The suspect in a mass shooting in Atlanta that left one woman dead and four others wounded has been charged with one count of murder and four counts of aggravated assault, Fulton County Jail records show.
Deion Patterson was awaiting his first court appearance Thursday after police say he opened fire in the waiting room of an Atlanta medical practice Wednesday. Workers and others in a bustling commercial district took shelter for hours during the manhunt.
Authorities swarmed the city’s midtown neighborhood shortly after noon in search of the shooter. Patterson, 24, was captured in Cobb County, just northwest of Atlanta.

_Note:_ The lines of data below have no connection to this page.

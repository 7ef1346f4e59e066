//! Public error type.

use thiserror::Error;

/// Errors surfaced by the fallible parts of the editing core. Precondition
/// failures (out-of-range indices and the like) are reported as `bool` or
/// `Option` returns instead and never reach this type.
#[derive(Debug, Error)]
pub enum EditorError {
    /// Two registered completors share the same key binding.
    #[error("duplicated completion key binding")]
    DuplicateKeyBinding,

    /// A snippet template could not be parsed.
    #[error("invalid snippet template: {0}")]
    SnippetParse(String),
}
//! Input taxonomy and emitted editor events.
//!
//! The host translates its windowing events into these types and feeds them
//! to [`Editor::process_event`](crate::editor::Editor::process_event) in
//! delivery order. The core is single-threaded and non-reentrant: an event
//! must be fully processed before the next one is delivered.

use bitflags::bitflags;

use crate::geom::Point;

bitflags! {
    /// Keyboard modifier state.
    #[derive(Debug, Clone, Copy, PartialEq, Eq, Hash, Default)]
    pub struct Modifiers: u8 {
        const SHIFT = 1 << 0;
        const CTRL = 1 << 1;
        const ALT = 1 << 2;
        const META = 1 << 3;
    }
}

/// A key identity, independent of modifier state.
#[derive(Debug, Clone, Copy, PartialEq, Eq, Hash)]
pub enum Key {
    Char(char),
    Enter,
    Tab,
    Backspace,
    Delete,
    Escape,
    Home,
    End,
    PageUp,
    PageDown,
    Left,
    Right,
    Up,
    Down,
}

/// A filtered key event bound to an editing command.
#[derive(Debug, Clone, Copy, PartialEq, Eq)]
pub struct KeyEvent {
    pub key: Key,
    pub modifiers: Modifiers,
}

impl KeyEvent {
    pub fn new(key: Key, modifiers: Modifiers) -> Self {
        Self { key, modifiers }
    }

    pub fn plain(key: Key) -> Self {
        Self::new(key, Modifiers::empty())
    }
}

/// Pointer event kinds.
#[derive(Debug, Clone, Copy, PartialEq, Eq)]
pub enum PointerKind {
    Press,
    Release,
    Drag,
    Scroll,
    Hover,
}

/// A pointer event in viewport coordinates.
#[derive(Debug, Clone, Copy, PartialEq)]
pub struct PointerEvent {
    pub kind: PointerKind,
    pub position: Point,
    pub modifiers: Modifiers,
    /// Click count for press events (1 = single, 2 = double, ...).
    pub num_clicks: u8,
    /// Scroll delta for scroll events.
    pub scroll: Point,
}

impl PointerEvent {
    pub fn press(position: Point, modifiers: Modifiers, num_clicks: u8) -> Self {
        Self {
            kind: PointerKind::Press,
            position,
            modifiers,
            num_clicks,
            scroll: Point::default(),
        }
    }

    pub fn drag(position: Point) -> Self {
        Self {
            kind: PointerKind::Drag,
            position,
            modifiers: Modifiers::empty(),
            num_clicks: 0,
            scroll: Point::default(),
        }
    }

    pub fn release(position: Point) -> Self {
        Self {
            kind: PointerKind::Release,
            position,
            modifiers: Modifiers::empty(),
            num_clicks: 0,
            scroll: Point::default(),
        }
    }

    pub fn scroll(delta: Point) -> Self {
        Self {
            kind: PointerKind::Scroll,
            position: Point::default(),
            modifiers: Modifiers::empty(),
            num_clicks: 0,
            scroll: delta,
        }
    }

    pub fn hover(position: Point) -> Self {
        Self {
            kind: PointerKind::Hover,
            position,
            modifiers: Modifiers::empty(),
            num_clicks: 0,
            scroll: Point::default(),
        }
    }
}

/// A text-input event, possibly produced by IME composition. `range` is the
/// rune range the input replaces.
#[derive(Debug, Clone, PartialEq, Eq)]
pub struct EditEvent {
    pub range: (usize, usize),
    pub text: String,
}

impl EditEvent {
    pub fn new(start: usize, end: usize, text: impl Into<String>) -> Self {
        Self {
            range: (start, end),
            text: text.into(),
        }
    }
}

/// Any input the host can deliver.
#[derive(Debug, Clone, PartialEq)]
pub enum InputEvent {
    Pointer(PointerEvent),
    Key(KeyEvent),
    Edit(EditEvent),
    /// Clipboard content arriving in response to a paste request.
    Paste(String),
    /// The editor lost focus.
    FocusLost,
}

/// Events the editor emits back to the host.
#[derive(Debug, Clone, PartialEq)]
pub enum EditorEvent {
    /// The document text changed.
    Change,
    /// The selection changed.
    Select,
    /// The pointer hovers a document position.
    Hover {
        line: usize,
        col: usize,
        runes: usize,
        pixel: Point,
    },
}
use caret_core::{
    Color, Decoration, Editor, MonoShaper, Point, Rect, Size, TextLayout, TextParams, WrapPolicy,
};

fn layout_of(text: &str, params: &TextParams) -> TextLayout {
    let mut layout = TextLayout::new();
    layout.layout(text, &mut MonoShaper::new(), params);
    layout
}

fn params(max_width: f32) -> TextParams {
    TextParams {
        px_per_em: 10.0,
        max_width,
        ..TextParams::default()
    }
}

/// The concatenation of all lines' rune counts reproduces the document rune
/// sequence, for every wrap policy and width.
#[test]
fn test_wrapped_lines_cover_document() {
    let text = "The quick brown fox\njumps over\t the lazy dog\n\nmixed 你好 width and שלום rtl";
    for policy in [WrapPolicy::None, WrapPolicy::Char, WrapPolicy::Word] {
        for width in [25.0, 40.0, 80.0, f32::INFINITY] {
            let mut p = params(width);
            p.wrap = policy;
            let layout = layout_of(text, &p);

            let total: usize = layout.lines().iter().map(|l| l.runes).sum();
            assert_eq!(total, text.chars().count(), "policy {policy:?} width {width}");

            let mut expected_off = 0;
            for line in layout.lines() {
                assert_eq!(line.rune_off, expected_off);
                expected_off += line.runes;
            }
        }
    }
}

/// Paragraph boundaries sit exactly at hard breaks, and all visual lines of
/// paragraph i precede those of paragraph i+1.
#[test]
fn test_paragraph_ordering_invariant() {
    let text = "alpha beta gamma\ndelta\n\nepsilon zeta eta theta";
    let layout = layout_of(text, &params(30.0));

    let mut expected_off = 0;
    for p in layout.paragraphs() {
        assert_eq!(p.rune_off, expected_off);
        expected_off += p.runes;
    }
    assert_eq!(expected_off, text.chars().count());
}

/// Mixed-direction lines keep the total glyph span equal to the advance sum
/// and never produce negative positions.
#[test]
fn test_bidi_mixed_line() {
    let layout = layout_of("AB שלום CD", &params(f32::INFINITY));
    assert_eq!(layout.lines().len(), 1);
    let line = &layout.lines()[0];

    let sum: f32 = line.glyphs.iter().map(|g| g.advance).sum();
    let min = line.glyphs.iter().map(|g| g.x).fold(f32::INFINITY, f32::min);
    let max = line
        .glyphs
        .iter()
        .map(|g| g.x + g.advance)
        .fold(f32::NEG_INFINITY, f32::max);

    assert!((max - min - sum).abs() < 1e-3);
    assert!(line.glyphs.iter().all(|g| g.x >= 0.0));
}

/// Located rectangles cover exactly the selected glyphs inside the viewport:
/// one rectangle per visual line, horizontal extent matching the glyphs in
/// range.
#[test]
fn test_selection_regions_cover_range() {
    let mut editor = Editor::with_text("abcd\nefgh\nijkl");
    editor.view_mut().set_font_size(10.0);
    editor.view_mut().set_viewport(Size::new(200.0, 100.0));

    let regions = editor.view_mut().regions(1, 11);
    assert_eq!(regions.len(), 3);

    // Line 0: glyphs 1..4 plus the hard break at x 20.
    assert_eq!(regions[0].bounds.min.x, 5.0);
    assert_eq!(regions[0].bounds.max.x, 20.0);
    // Line 1 fully covered.
    assert_eq!(regions[1].bounds.min.x, 0.0);
    assert_eq!(regions[1].bounds.max.x, 20.0);
    // Line 2: glyph "i" only.
    assert_eq!(regions[2].bounds.min.x, 0.0);
    assert_eq!(regions[2].bounds.max.x, 5.0);
}

#[test]
fn test_regions_clip_to_viewport() {
    let mut editor = Editor::with_text("aa\nbb\ncc\ndd\nee\nff");
    editor.view_mut().set_font_size(10.0);
    editor.view_mut().set_viewport(Size::new(200.0, 24.0));
    editor.view_mut().scroll_abs(0.0, 24.0);

    // Select everything; only the lines inside the scrolled viewport get
    // rectangles.
    let len = editor.len();
    let regions = editor.view_mut().regions(0, len);
    assert_eq!(regions.len(), 2);
    assert!(regions
        .iter()
        .all(|r| r.bounds.min.y >= 24.0 && r.bounds.max.y <= 48.0));
}

#[test]
fn test_empty_selection_has_no_regions() {
    let mut editor = Editor::with_text("abc");
    let regions = editor.view_mut().regions(2, 2);
    assert!(regions.is_empty());
}

#[test]
fn test_selected_lines_inside_wrapped_paragraph() {
    // One long paragraph wrapped at 20px (4 glyphs per line): selecting
    // a mid-section produces one region per visual line.
    let mut editor = Editor::with_text("abcdefghijkl");
    editor.view_mut().set_font_size(10.0);
    editor.view_mut().set_max_width(20.0);
    editor.view_mut().set_viewport(Size::new(200.0, 100.0));

    let regions = editor.view_mut().regions(2, 10);
    assert_eq!(regions.len(), 3);
}

#[test]
fn test_decoration_regions_follow_edits() {
    let mut editor = Editor::with_text("hello world");
    editor.add_decorations(vec![Decoration::background(
        "test",
        6,
        11,
        Color::rgba(1, 2, 3, 255),
    )]);

    // Insert before the decorated range; the decoration shifts right.
    editor.set_caret(0, 0);
    editor.insert(">> ");
    let decos = editor.decorations().all();
    assert_eq!((decos[0].start, decos[0].end), (9, 14));

    let regions = editor.decoration_regions("test");
    assert_eq!(regions.len(), 1);
    let (_, rects) = &regions[0];
    assert_eq!(rects.len(), 1);

    // Replacing the decorated text drops the decoration.
    editor.set_caret(9, 14);
    editor.insert("there");
    assert!(editor.decorations().all().is_empty());
}

#[test]
fn test_decorations_clipped_at_add_time() {
    let mut editor = Editor::with_text("short");
    let kept = editor.add_decorations(vec![
        Decoration::background("t", 0, 100, Color::rgba(0, 0, 0, 255)),
        Decoration::background("t", 50, 60, Color::rgba(0, 0, 0, 255)),
    ]);
    assert_eq!(kept, 1);
    assert_eq!(editor.decorations().all()[0].end, 5);
}

#[test]
fn test_wrap_width_change_invalidates_layout() {
    let mut editor = Editor::with_text("abcdefghij");
    editor.view_mut().set_font_size(10.0);
    editor.view_mut().set_viewport(Size::new(200.0, 100.0));

    let tall = editor.view_mut().dimensions();
    editor.view_mut().set_max_width(20.0);
    let wrapped = editor.view_mut().dimensions();
    assert!(wrapped.height > tall.height);

    editor.view_mut().set_max_width(f32::INFINITY);
    let restored = editor.view_mut().dimensions();
    assert_eq!(restored.height, tall.height);
}

#[test]
fn test_locate_viewport_rect_directly() {
    let layout = layout_of("abcd\nefgh\nijkl", &params(f32::INFINITY));
    let mut regions = Vec::new();
    // Second line band only.
    let viewport = Rect::new(Point::new(0.0, 12.0), Point::new(100.0, 24.0));
    layout.locate(viewport, 0, 14, &mut regions);
    assert_eq!(regions.len(), 1);
    assert_eq!(regions[0].bounds.min.y, 12.0);
}
impl Completion {
    pub fn new() -> Self {
        Self::default()
    }

    /// Register a completor. Fails when its key binding is already taken by
    /// another registered completor.
    pub fn add_completor(&mut self, completor: Box<dyn Completor>) -> Result<(), EditorError> {
        let binding = completor.trigger().key_binding;
        if let Some(binding) = binding {
            let duplicated = self
                .completors
                .iter()
                .any(|c| c.trigger().key_binding == Some(binding));
            if duplicated {
                return Err(EditorError::DuplicateKeyBinding);
            }
        }
        self.completors.push(completor);
        Ok(())
    }

    pub fn has_completors(&self) -> bool {
        !self.completors.is_empty()
    }

    /// Whether a session is live.
    pub fn is_active(&self) -> bool {
        self.session.as_ref().is_some_and(|s| s.is_valid())
    }

    /// Current candidate list for the popup.
    pub fn candidates(&self) -> &[Candidate] {
        &self.candidates
    }

    /// Popup placement coordinates of the active session.
    pub fn offset(&self) -> Point {
        self.session.as_ref().map(|s| s.ctx.coords).unwrap_or_default()
    }

    /// Take the one-frame linger flag set by cancellation.
    pub fn take_linger(&mut self) -> bool {
        std::mem::replace(&mut self.linger, false)
    }

    /// Whether any registered completor's key binding matches `event`.
    pub fn matches_key(&self, event: KeyEvent) -> bool {
        self.completors
            .iter()
            .any(|c| c.trigger().activates_on_key(event))
    }

    /// Activate a key-triggered completor. Returns `true` when a session
    /// started.
    pub fn on_key(&mut self, event: KeyEvent, ctx: CompletionContext) -> bool {
        self.cancel();

        let Some(idx) = self
            .completors
            .iter()
            .position(|c| c.trigger().activates_on_key(event))
        else {
            return false;
        };

        let mut session = Session::new(idx);
        let candidates = session.update(ctx, self.completors[idx].as_mut());
        self.session = Some(session);
        self.set_candidates(candidates);
        true
    }

    /// Feed a text input to the active session, or try to open one.
    pub fn on_text(&mut self, ctx: CompletionContext) {
        if ctx.input.is_empty() {
            self.cancel();
            return;
        }

        if let Some(session) = self.session.as_mut() {
            if session.is_valid() {
                let completor = self.completors[session.completor].as_mut();
                let candidates = session.update(ctx.clone(), completor);
                if session.is_valid() {
                    self.set_candidates(candidates);
                    return;
                }
                // The session was just terminated (e.g. by a trigger char
                // like "."); fall through and see if the same input starts a
                // new one.
                self.linger = true;
                self.candidates.clear();
            }
        }

        let Some(idx) = self
            .completors
            .iter()
            .position(|c| can_trigger(&c.trigger(), &ctx.input))
        else {
            return;
        };

        let mut session = Session::new(idx);
        let candidates = session.update(ctx, self.completors[idx].as_mut());
        self.session = Some(session);
        self.set_candidates(candidates);
    }

    fn set_candidates(&mut self, candidates: Vec<Candidate>) {
        self.candidates = candidates;
    }

    /// Invalidate the session. The popup stays for one more frame.
    pub fn cancel(&mut self) {
        if let Some(session) = self.session.as_mut() {
            if session.is_valid() {
                session.invalidate();
                self.linger = true;
            }
        }
        self.candidates.clear();
    }

    /// Resolve candidate `idx` into the edit to apply: the candidate's range
    /// merged with the session's tracked prefix range.
    pub fn confirm(&mut self, idx: usize) -> Option<ConfirmAction> {
        let candidate = self.candidates.get(idx)?;
        let prefix_range = self
            .session
            .as_ref()
            .map(|s| s.prefix_range())
            .unwrap_or_default();
        let range = merge_range(candidate.text_edit.range, prefix_range);
        Some(ConfirmAction {
            range,
            new_text: candidate.text_edit.new_text.clone(),
            format: candidate.text_edit.format,
        })
    }
}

Atlanta Police Deputy Chief Charles Hampton Jr. declined to discuss any details of the investigation or a possible motive, saying, “Why he did what he did, all of that is still under investigation.”
Patterson had an appointment at a Northside Medical building and opened fire shortly after arriving in an attack that lasted about two minutes, law enforcement officials said at a news conference Wednesday night. Patterson then went to a Shell gas station and took a pickup truck that had been left running and unattended, authorities said.
A 39-year-old woman was pronounced dead at the scene of the shooting, Atlanta Police Chief Darin Schierbaum said.
The Fulton County medical examiner’s office identified her as Amy St. Pierre. St. Pierre worked with the Centers for Disease Control and Prevention, the agency confirmed.
The CDC “is deeply saddened by the unexpected loss of a colleague killed today in the Midtown Atlanta shooting,” spokesperson Benjamin Haynes said in a statement. “Our hearts are with her family, friends, and colleagues as they remember her and grieve this tragic loss.”
The four wounded women — aged 25, 39, 56 and 71 — remained in critical but stable condition Wednesday night, according to Hampton, the deputy chief. Their names were not immediately released.
The shooting comes as cities around the U.S. have been wracked by gun violence and mass shootings in 2023.
In an impassioned speech on the Senate floor Wednesday, Georgia Sen. Raphael Warnock said that his two young children were on lockdown in Atlanta after the shooting.
"I feel it in my bones because my own two children were on lockdown this afternoon. I have two small children and their schools are on lockdown responding to this tragedy. They're there, I'm here, hoping and praying they're safe," Warnock, a Democrat, said, adding: "But the truth is none of us are safe."
"The unspoken assumption is that this won’t happen to me, this won’t happen to someone I love," he said. "But with a mass shooting a day, the chances are great."
"As a pastor, I'm praying for those who are affected by this tragedy," Warnock added. "But I hasten to say that thoughts and prayers are not enough ... in fact, it is a contradiction to say that you are thinking and praying and then do nothing, it is to make a mockery of prayer. It is to trivialize faith. We pray not only with our lips, we pray with our legs. We pray by taking action."
"If we refuse to act while our children are dying, and in a moment when no one is safe, then shame on us," Warnock said. "Shame on us if we allow this to happen and we do absolutely nothing."
“There have been so many mass shootings ... that, tragically, we act as if this is routine,” Warnock said. “We behave as if this is normal. It is not normal.”
“I shudder to say it, but the truth is, in a real sense, it’s only a matter of time that this kind of tragedy comes knocking on your door," he added.
Fellow Georgia Democratic Sen. Jon Ossoff echoed Warnock's sentiments in a statement: “The level of gun violence in America today is unconscionable and unacceptable, and policymakers at all levels have a responsibility to ensure public safety and implement long-overdue reforms.”